Extracted information:
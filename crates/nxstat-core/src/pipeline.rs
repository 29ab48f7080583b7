//! Pipeline — Parser → Classifier → Aggregator for one line at a time.

use tracing::{debug, trace};

use crate::aggregator::Aggregator;
use crate::classifier::Classifier;
use crate::config::Config;
use crate::error::Result;
use crate::parser::{LineParser, Parsed};
use crate::rules::RuleTable;
use crate::types::LineOutcome;

/// A line parser paired with the rule table it classifies against.
#[derive(Debug, Clone)]
pub struct Pipeline {
    parser: LineParser,
    rules: RuleTable,
}

impl Pipeline {
    pub fn new(parser: LineParser, rules: RuleTable) -> Self {
        Self { parser, rules }
    }

    /// Default parser and the built-in rule table.
    pub fn builtin() -> Self {
        Self::new(LineParser::default(), RuleTable::builtin())
    }

    pub fn from_config(config: &Config) -> Result<Self> {
        Ok(Self::new(config.line_parser()?, config.rule_table()?))
    }

    pub fn rules(&self) -> &RuleTable {
        &self.rules
    }

    /// Parse, classify and record one line. Skipped lines leave `aggregator`
    /// untouched.
    pub fn process(&self, line: &str, aggregator: &mut Aggregator) -> LineOutcome {
        let entry = match self.parser.parse(line) {
            Parsed::Entry(entry) => entry,
            Parsed::Ignored => {
                trace!(line, "ignored by filter");
                return LineOutcome::Ignored;
            }
            Parsed::Malformed => {
                debug!(line, "skipping malformed line");
                return LineOutcome::Malformed;
            }
        };

        let classification = Classifier::new(&self.rules).classify(&entry);
        trace!(
            client = entry.client_ip,
            path = entry.path,
            format = classification.format,
            signal = %classification.signal,
            "classified"
        );

        aggregator.record(entry.repository, classification.format, entry.client_ip);
        if let Some(ts) = entry.timestamp {
            aggregator.observe_timestamp(ts);
        }
        LineOutcome::Recorded
    }
}
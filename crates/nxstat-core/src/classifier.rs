//! Classifier — maps a parsed request to exactly one package format.
//!
//! Signals are tried in a fixed order: user agent, then file pattern, then
//! repository name. Each stage walks the whole [`RuleTable`] in table order
//! and stops at the first match, so table order breaks ties within a stage.
//! When nothing matches the request is labelled [`FALLBACK_FORMAT`].

use serde::Serialize;

use crate::rules::{Rule, RuleTable};
use crate::types::{ParsedEntry, FALLBACK_FORMAT};

/// The evidence that decided a classification.
#[derive(Debug, Clone, Copy, PartialEq, Eq, Hash, Serialize)]
#[serde(rename_all = "snake_case")]
pub enum Signal {
    UserAgent,
    File,
    Repository,
    Fallback,
}

impl std::fmt::Display for Signal {
    fn fmt(&self, f: &mut std::fmt::Formatter<'_>) -> std::fmt::Result {
        match self {
            Signal::UserAgent => write!(f, "user-agent"),
            Signal::File => write!(f, "file"),
            Signal::Repository => write!(f, "repository"),
            Signal::Fallback => write!(f, "fallback"),
        }
    }
}

/// A format label and the signal that produced it.
#[derive(Debug, Clone, Copy, PartialEq, Eq)]
pub struct Classification<'r> {
    pub format: &'r str,
    pub signal: Signal,
}

/// Stateless classifier over a borrowed rule table.
#[derive(Debug, Clone, Copy)]
pub struct Classifier<'r> {
    rules: &'r RuleTable,
}

impl<'r> Classifier<'r> {
    pub fn new(rules: &'r RuleTable) -> Self {
        Self { rules }
    }

    pub fn classify(&self, entry: &ParsedEntry<'_>) -> Classification<'r> {
        self.by_user_agent(entry.user_agent)
            .or_else(|| self.by_file(entry.path))
            .or_else(|| entry.repository.and_then(|repo| self.by_repository(repo)))
            .unwrap_or(Classification {
                format: FALLBACK_FORMAT,
                signal: Signal::Fallback,
            })
    }

    fn by_user_agent(&self, user_agent: &str) -> Option<Classification<'r>> {
        if user_agent.is_empty() {
            return None;
        }
        self.first_match(Signal::UserAgent, |rule| rule.matches_user_agent(user_agent))
    }

    fn by_file(&self, path: &str) -> Option<Classification<'r>> {
        self.first_match(Signal::File, |rule| rule.matches_file(path))
    }

    fn by_repository(&self, repository: &str) -> Option<Classification<'r>> {
        self.first_match(Signal::Repository, |rule| rule.matches_repository(repository))
    }

    fn first_match(
        &self,
        signal: Signal,
        matches: impl Fn(&Rule) -> bool,
    ) -> Option<Classification<'r>> {
        self.rules
            .iter()
            .find(|rule| matches(rule))
            .map(|rule| Classification {
                format: rule.name(),
                signal,
            })
    }
}

// ---------------------------------------------------------------------------
// Tests
// ---------------------------------------------------------------------------
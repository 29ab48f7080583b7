//! Shared test utilities for nxstat integration harnesses.
//!
//! Import everything you need via `mod common; use common::*;` at the top of
//! each harness file.

pub mod assertions;
pub mod builders;

pub use assertions::*;
pub use builders::*;
pub use fixtures::*;
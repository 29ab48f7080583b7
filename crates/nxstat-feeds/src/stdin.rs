//! Stdin feed — for `zcat request.log.gz | nxstat -`.

use std::io::StdinLock;

use crate::{read_line, Feed, FeedError};

pub struct StdinFeed {
    reader: StdinLock<'static>,
}

impl StdinFeed {
    pub fn new() -> Self {
        Self {
            reader: std::io::stdin().lock(),
        }
    }
}

impl Default for StdinFeed {
    fn default() -> Self {
        Self::new()
    }
}

impl Feed for StdinFeed {
    fn name(&self) -> &str {
        "<stdin>"
    }

    fn next_line(&mut self, buf: &mut Vec<u8>) -> Result<bool, FeedError> {
        read_line(&mut self.reader, "<stdin>", buf)
    }
}
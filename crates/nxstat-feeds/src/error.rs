//! Error types for nxstat-feeds.

use std::path::PathBuf;

use thiserror::Error;

/// Input-level failures. These abort the run; per-line problems never
/// surface here.
#[derive(Debug, Error)]
pub enum FeedError {
    #[error("cannot open log file {}", path.display())]
    Open {
        path: PathBuf,
        #[source]
        source: std::io::Error,
    },

    #[error("failed reading from {name}")]
    Read {
        name: String,
        #[source]
        source: std::io::Error,
    },
}
//! nxstat-core — classification and aggregation engine for nxstat.
//!
//! # Architecture
//!
//! ```text
//! line ──► LineParser ──► Classifier ──► Aggregator ──► Snapshot
//!                             │
//!                         RuleTable
//! ```
//!
//! Everything here is synchronous and I/O-free; feeding lines in is the job
//! of `nxstat-feeds`, turning a [`Snapshot`] into text that of
//! `nxstat-report`.

pub mod aggregator;
pub mod classifier;
pub mod config;
pub mod error;
pub mod parser;
pub mod pipeline;
pub mod rules;
pub mod types;

pub use aggregator::{Aggregator, ClientCount, FormatSummary, RepositoryCount, Snapshot, TimeSpan};
pub use classifier::{Classification, Classifier, Signal};
pub use config::Config;
pub use error::{Error, Result};
pub use parser::{LineParser, Parsed};
pub use pipeline::Pipeline;
pub use rules::{Rule, RuleSpec, RuleTable};
pub use types::{IngestSummary, LineOutcome, ParsedEntry, FALLBACK_FORMAT};
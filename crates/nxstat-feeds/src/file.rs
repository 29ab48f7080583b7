//! File feed — streams an access-log file from disk.

use std::fs::File;
use std::io::BufReader;
use std::path::Path;

use tracing::info;

use crate::{read_line, Feed, FeedError, StdinFeed, STDIN_PATH};

/// Read buffer size; access-log lines are short, files are long.
const READ_BUFFER_BYTES: usize = 256 * 1024;

pub struct FileFeed {
    name: String,
    reader: BufReader<File>,
}

impl FileFeed {
    pub fn open(path: &Path) -> Result<Self, FeedError> {
        let file = File::open(path).map_err(|source| FeedError::Open {
            path: path.to_path_buf(),
            source,
        })?;
        info!(path = %path.display(), "opened log file");
        Ok(Self {
            name: path.display().to_string(),
            reader: BufReader::with_capacity(READ_BUFFER_BYTES, file),
        })
    }
}

impl Feed for FileFeed {
    fn name(&self) -> &str {
        &self.name
    }

    fn next_line(&mut self, buf: &mut Vec<u8>) -> Result<bool, FeedError> {
        read_line(&mut self.reader, &self.name, buf)
    }
}

/// Open `path` as a feed; `-` selects standard input.
pub fn open(path: &Path) -> Result<Box<dyn Feed>, FeedError> {
    if path.as_os_str() == STDIN_PATH {
        return Ok(Box::new(StdinFeed::new()));
    }
    Ok(Box::new(FileFeed::open(path)?))
}
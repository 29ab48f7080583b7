//! Error types for nxstat-core.

use thiserror::Error;

/// Errors raised while building configuration or rule tables.
///
/// Nothing on the per-line path returns an error: unparseable lines are
/// reported as [`LineOutcome`](crate::LineOutcome) values instead.
#[derive(Debug, Error)]
pub enum Error {
    /// The layered configuration could not be read or deserialized.
    #[error("invalid configuration: {0}")]
    Config(#[from] config::ConfigError),

    /// A rule was declared without a name.
    #[error("format rule #{index} has an empty name")]
    EmptyRuleName { index: usize },

    /// A rule carries an empty pattern, which would match every request.
    #[error("format rule {rule:?} has an empty {signal} pattern")]
    EmptyPattern { rule: String, signal: &'static str },

    /// An ignore prefix was empty, which would drop every line.
    #[error("parser.ignore_prefixes contains an empty prefix")]
    EmptyIgnorePrefix,
}

/// Result type alias for nxstat-core operations.
pub type Result<T> = std::result::Result<T, Error>;
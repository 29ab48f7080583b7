//! Ingest driver — one streaming pass of a [`Feed`] through a [`Pipeline`].

use nxstat_core::{Aggregator, IngestSummary, LineOutcome, Pipeline};
use tracing::{debug, info, trace};

use crate::{is_oversized, Feed, FeedError};

/// Read `feed` to the end, recording every line into `aggregator`.
///
/// Per-line problems (bad encoding, unrecognised shape, filtered paths,
/// lines cut at [`MAX_LINE_BYTES`](crate::MAX_LINE_BYTES)) are tallied in the returned summary and never abort the pass. Only I/O errors
/// from the feed itself are returned. A progress line is logged every
/// `progress_interval` lines; 0 disables it.
pub fn ingest<F: Feed + ?Sized>(
    feed: &mut F,
    pipeline: &Pipeline,
    aggregator: &mut Aggregator,
    progress_interval: u64,
) -> Result<IngestSummary, FeedError> {
    let mut summary = IngestSummary::default();
    let mut buf = Vec::with_capacity(1024);

    info!(source = feed.name(), "ingesting");
    while feed.next_line(&mut buf)? {
        let number = summary.lines + 1;
        let outcome = if is_oversized(&buf) {
            debug!(line = number, "skipping over-long line");
            LineOutcome::Malformed
        } else {
            match std::str::from_utf8(&buf) {
                Ok(line) => pipeline.process(line, aggregator),
                Err(err) => {
                    debug!(line = number, %err, "skipping undecodable line");
                    LineOutcome::Undecodable
                }
            }
        };
        trace!(line = number, %outcome, "line done");
        summary.observe(outcome);

        if progress_interval > 0 && summary.lines % progress_interval == 0 {
            info!(source = feed.name(), lines = summary.lines, "progress");
        }
    }

    info!(
        source = feed.name(),
        lines = summary.lines,
        recorded = summary.recorded,
        ignored = summary.ignored,
        malformed = summary.malformed,
        undecodable = summary.undecodable,
        "done"
    );
    Ok(summary)
}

The task:
Identify all lines in the records above with the word "tracing".

Problem solution:
use tracing::{debug, trace};
use tracing::info;
use tracing::{debug, info, trace};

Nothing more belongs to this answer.